El verdugo se caracteriza por tanto en función de su oposición al ángel/mujer que viene a redimir a otro de los personajes, el rebelde.Footnote 3 En este caso es Alfonso García, «famoso caudillo/que de Comuneros en Toledo fue.» (Escosura, 1835:211). Como todos los héroes románticos, Alfonso es rebelde ante el poder, ante Carlos I, quien representa la figura del tirano contra el que los desgraciados comuneros se alzaron en armas. Patricio de la Escosura está retomando un tema que pocos años antes había plasmado Francisco Martínez de la Rosa en su tragedia neoclásica La viuda de Padilla (1818) y que será un reiterado en varias composiciones literarias del romanticismo español.

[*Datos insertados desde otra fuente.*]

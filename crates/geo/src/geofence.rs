//! India geofence.
//!
//! A coarse approximation of Indian territory: a bounding box with four
//! rectangular cut-outs along the Kashmir, China, Pakistan, Myanmar and
//! Bangladesh borders. Every conversion and every coordinate read from a
//! shareable link is checked against it.

use crate::{Coordinate, GeoBounds};
use serde::Serialize;

/// Bounding box of the geofence: SW (6.5, 68.0), NE (37.1, 97.5).
pub const INDIA_BOUNDS: GeoBounds = GeoBounds::new(
    Coordinate::new(6.5, 68.0),
    Coordinate::new(37.1, 97.5),
);

/// Why a coordinate was rejected.
#[derive(Debug, Clone, Copy, PartialEq, Eq, Serialize)]
#[serde(rename_all = "snake_case")]
pub enum Rejection {
    /// Outside [`INDIA_BOUNDS`]
    OutsideBounds,
    /// North of Kashmir: lat > 35.5 and lng > 74.0
    NorthOfKashmir,
    /// Northeast corner: lat > 28.0 and lng > 95.0
    NorthEast,
    /// Northwest corner (Pakistan): lat < 23.0 and lng < 70.0
    NorthWest,
    /// Far east (Bangladesh): lat < 22.0 and lng > 88.0
    FarEast,
}

impl std::fmt::Display for Rejection {
    fn fmt(&self, f: &mut std::fmt::Formatter<'_>) -> std::fmt::Result {
        let text = match self {
            Rejection::OutsideBounds => "outside the India bounding box",
            Rejection::NorthOfKashmir => "north of Kashmir",
            Rejection::NorthEast => "in the northeast cut-out",
            Rejection::NorthWest => "in the northwest cut-out",
            Rejection::FarEast => "in the far-east cut-out",
        };
        f.write_str(text)
    }
}

#[derive(Debug, Clone, Copy)]
enum Edge {
    Above(f64),
    Below(f64),
}

impl Edge {
    #[inline]
    fn holds(self, value: f64) -> bool {
        match self {
            Edge::Above(limit) => value > limit,
            Edge::Below(limit) => value < limit,
        }
    }
}

/// A cut-out matches when both its latitude and longitude edges hold.
#[derive(Debug, Clone, Copy)]
struct ExclusionRule {
    rejection: Rejection,
    latitude: Edge,
    longitude: Edge,
}

impl ExclusionRule {
    #[inline]
    fn matches(&self, lat: f64, lng: f64) -> bool {
        self.latitude.holds(lat) && self.longitude.holds(lng)
    }
}

/// Evaluated in this order after the bounding box.
const EXCLUSION_RULES: [ExclusionRule; 4] = [
    ExclusionRule {
        rejection: Rejection::NorthOfKashmir,
        latitude: Edge::Above(35.5),
        longitude: Edge::Above(74.0),
    },
    ExclusionRule {
        rejection: Rejection::NorthEast,
        latitude: Edge::Above(28.0),
        longitude: Edge::Above(95.0),
    },
    ExclusionRule {
        rejection: Rejection::NorthWest,
        latitude: Edge::Below(23.0),
        longitude: Edge::Below(70.0),
    },
    ExclusionRule {
        rejection: Rejection::FarEast,
        latitude: Edge::Below(22.0),
        longitude: Edge::Above(88.0),
    },
];

/// Classifies a coordinate, reporting the first rule that rejects it.
///
/// No range pre-validation is done. NaN passes every comparison and is
/// accepted here; use [`is_within_india_strict`] to refuse non-finite input.
pub fn check(lat: f64, lng: f64) -> Result<(), Rejection> {
    if !INDIA_BOUNDS.contains(lat, lng) {
        return Err(Rejection::OutsideBounds);
    }

    match EXCLUSION_RULES.iter().find(|rule| rule.matches(lat, lng)) {
        Some(rule) => Err(rule.rejection),
        None => Ok(()),
    }
}

/// Returns true when the coordinate is inside the geofence.
///
/// # Example
/// ```
/// use digipin_geo::is_within_india;
///
/// assert!(is_within_india(20.0, 80.0));
/// assert!(!is_within_india(40.0, 80.0));
/// ```
#[inline]
pub fn is_within_india(lat: f64, lng: f64) -> bool {
    check(lat, lng).is_ok()
}

/// Like [`is_within_india`] but also requires both components to be finite.
#[inline]
pub fn is_within_india_strict(lat: f64, lng: f64) -> bool {
    lat.is_finite() && lng.is_finite() && is_within_india(lat, lng)
}

/// [`is_within_india_strict`] for a [`Coordinate`].
#[inline]
pub fn contains(coord: &Coordinate) -> bool {
    is_within_india_strict(coord.latitude, coord.longitude)
}

#[cfg(test)]
mod tests {
    use super::*;
    use proptest::prelude::*;

    #[test]
    fn test_interior_point_accepted() {
        assert!(is_within_india(20.0, 80.0));
        assert!(is_within_india(28.6139, 77.2090)); // Delhi
        assert!(is_within_india(19.0760, 72.8777)); // Mumbai
        assert!(is_within_india(12.9716, 77.5946)); // Bengaluru
        assert!(is_within_india(22.5726, 88.3639)); // Kolkata
    }

    #[test]
    fn test_bounding_box_edges_are_inclusive() {
        assert!(INDIA_BOUNDS.contains(6.5, 68.0));
        assert!(INDIA_BOUNDS.contains(37.1, 97.5));
        assert!(!INDIA_BOUNDS.contains(6.49, 80.0));
        assert!(!INDIA_BOUNDS.contains(20.0, 97.51));
    }

    #[test]
    fn test_corners_fall_into_cut_outs() {
        assert_eq!(check(6.5, 68.0), Err(Rejection::NorthWest));
        assert_eq!(check(37.1, 97.5), Err(Rejection::NorthOfKashmir));
    }

    #[test]
    fn test_inclusive_edges_on_open_stretches() {
        assert!(is_within_india(6.5, 80.0));
        assert!(is_within_india(30.0, 68.0));
        assert!(is_within_india(25.0, 97.5));
        assert!(is_within_india(37.1, 73.0));
    }

    #[test]
    fn test_north_of_kashmir() {
        assert_eq!(check(36.0, 75.0), Err(Rejection::NorthOfKashmir));
        assert!(is_within_india(35.4, 75.0));
    }

    #[test]
    fn test_northeast_cut_out() {
        assert_eq!(check(29.0, 96.0), Err(Rejection::NorthEast));
        assert!(is_within_india(27.9, 96.0));
    }

    #[test]
    fn test_northwest_cut_out() {
        assert_eq!(check(22.0, 69.0), Err(Rejection::NorthWest));
        assert!(is_within_india(23.0, 69.0));
    }

    #[test]
    fn test_far_east_cut_out() {
        assert_eq!(check(21.5, 89.0), Err(Rejection::FarEast));
        assert!(is_within_india(22.5, 89.0));
    }

    #[test]
    fn test_out_of_range_rejected_without_error() {
        assert_eq!(check(40.0, 80.0), Err(Rejection::OutsideBounds));
        assert!(!is_within_india(-28.6, -77.2));
        assert!(!is_within_india(0.0, 0.0));
        assert!(!is_within_india(f64::INFINITY, 80.0));
    }

    #[test]
    fn test_nan_falls_through_plain_check() {
        // Comparisons against NaN are false, so no rule fires.
        assert!(is_within_india(f64::NAN, 80.0));
        assert!(is_within_india(20.0, f64::NAN));
        assert!(is_within_india(f64::NAN, f64::NAN));
    }

    #[test]
    fn test_strict_check_refuses_nan() {
        assert!(!is_within_india_strict(f64::NAN, 80.0));
        assert!(!is_within_india_strict(20.0, f64::NAN));
        assert!(is_within_india_strict(20.0, 80.0));
        assert!(contains(&Coordinate::new(20.0, 80.0)));
    }

    #[test]
    fn test_rejection_display() {
        assert_eq!(Rejection::FarEast.to_string(), "in the far-east cut-out");
    }

    proptest! {
        #[test]
        fn south_of_box_always_rejected(lat in -90.0f64..6.4999, lng in -180.0f64..180.0) {
            prop_assert!(!is_within_india(lat, lng));
        }

        #[test]
        fn north_of_box_always_rejected(lat in 37.1001f64..90.0, lng in -180.0f64..180.0) {
            prop_assert!(!is_within_india(lat, lng));
        }

        #[test]
        fn west_of_box_always_rejected(lat in -90.0f64..90.0, lng in -180.0f64..67.9999) {
            prop_assert!(!is_within_india(lat, lng));
        }

        #[test]
        fn east_of_box_always_rejected(lat in -90.0f64..90.0, lng in 97.5001f64..180.0) {
            prop_assert!(!is_within_india(lat, lng));
        }

        #[test]
        fn accepted_points_lie_in_box(lat in -90.0f64..90.0, lng in -180.0f64..180.0) {
            if is_within_india(lat, lng) {
                prop_assert!(INDIA_BOUNDS.contains(lat, lng));
            }
        }
    }
}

Finalmente, un aspecto de interés es que el poema dio pie a una ilustración exenta de Carlos Luis de Ribera, que llegaría a ser un excelente pintor y que es el autor de veinte de las ilustraciones que aparecieron en El Artista. Era práctica habitual de la revista incluir litografías. En unos casos se trataba de retratos de escritores y en otros de ilustraciones que se referían a los textos literarios publicados. Para acompañar al poema de Escosura, el pintor, recogiendo el espíritu lúgubre del texto y su momento climático, recrea una imagen en cuya parte superior aparece el verdugo con el hacha en la mano a punto de iniciar la decapitación del protagonista. De espaldas al espectador se presenta la joven vestida con el negro capuz, de la que aún no conocemos su identidad, y a la izquierda de la imagen se dibuja al joven comunero y al obispo que van a ser ajusticiados. La ambientación en lo que parece ser una iglesia, el detallismo de las vestimentas, los pliegues, los juegos de claroscuros y la actitud desafiante del ajusticiado que mira al verdugo son elementos del imaginario romántico que el pintor recrea en su litografía.

En definitiva, El bulto vestido del negro capuz encarnó a la perfección las características más destacadas del espíritu romántico y su influencia posterior fue mucho mayor de lo que hasta el momento ha señalado la crítica. Formalmente la división en escenas, la economía de medios narrativos que es a la vez rica en sugerencias, la plasticidad visual de las escenas y la riqueza. vivacidad de los diálogos presentados, tal como Espronceda hará tiempo después en el canto III de El estudiante de Salamanca y un final climático que deja suspenso e impactado al lector, se aúnan en un poema métricamente bien construido y que al mismo tiempo es capaz de revelarnos el patetismo de la historia narrada. Sin duda, la literatura romántica europea fue la fuente de las formas literarias adoptadas, que adaptó a un tema histórico español, el de los Comuneros, poniendo de manifiesto la versatilidad que vertebra gran parte de las producciones literarias hispánicas.